Sturm-Trainer Christian Ilzer tippte vor knapp über 6.000 Zuschauern auf die zu erwartende Startelf. Im Vergleich zum 2:1-Meisterschaftssieg gegen Salzburg kehrte nur der gesperrte Innenverteidiger David Afengruber für Aleksandar Borkovic ins Team zurück. Die Grazer konnten den erwarteten Schwung mitnehmen, drückten früh, behinderten den Gegner bis weit in die gegnerische Hälfte und vergrößerten sogar die Führung. Kyivs Torhüter Giorgi Bushchan musste erstmals eingreifen (16.), als ein Tor erzielt wurde.

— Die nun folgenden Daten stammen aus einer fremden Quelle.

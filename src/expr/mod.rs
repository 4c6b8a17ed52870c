pub mod expr;
pub mod expr_fn;
pub mod scalar;
pub mod window;
pub mod aggregate;
pub mod generator;
pub mod string;
pub mod conditional;
pub mod complex_type_extractor;
pub mod misc;
mod tree_node;

pub use expr::*;
pub use expr_fn::*;
pub use scalar::*;
pub use window::*;
pub use aggregate::*;
pub use generator::*;
pub use string::*;
pub use conditional::*;
pub use complex_type_extractor::*;
pub use misc::*;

Doppeltorschütze aus dem Spiel gegen Salzburg Rasmus Heylund musste dann den Führungstreffer erzielen. Er zeigte zunächst guten Torwillen, fand aber in Bushchan seinen Meister (20.), vier Minuten später schoss der 19-jährige Däne nach toller Kombination, darunter eine Flanke von Hierländer, aus sechs Metern mit links ab. Die mangelnde Effizienz wurde schnell gerächt. Dynamo trat fast aus dem Nichts auf. Nach einer perfekten Hereingabe von Dubinchak traf Karavaev aus elf Metern volley. Dante war nicht nah genug am Gegner.
Die Ukrainer, angeführt vom 77-jährigen Mircea Lucescu, hätten auf ähnliche Weise beinahe einen Doppelpack geschafft, kamen aber diesmal nicht ans Tor (30.). Nach Wiederaufnahme des Spielbetriebs konnten die Starlings offensiv nicht mehr so stark auftreten. Dynamo diktierte und kontrollierte recht gut und war einem zweiten Tor näher. Am Ende war der 16-malige ukrainische Meister aber nicht konkret genug, als Karavaev mit einem Schuss aus 17 Metern über die Latte ging (84.).
Für Zweitrundensieger Fenerbahce Istanbul sieht es hingegen gut aus auf dem Weg zum dritten Einzug in Folge in die „Königsklasse“. Die Ukrainer können sich voll und ganz auf den Rückkampf konzentrieren. Für Sturm, der erstmals im dritten Spiel des Europapokals gegen den ukrainischen Vertreter verlor, steht am Samstag noch das Ligaspiel in Reed bevor. Vielleicht kann Jakob Jancher dorthin zurückkehren. Der altgediente Mittelfeldspieler wäre sicherlich eine gute Ergänzung für die turbulente Mannschaft in Polen gewesen.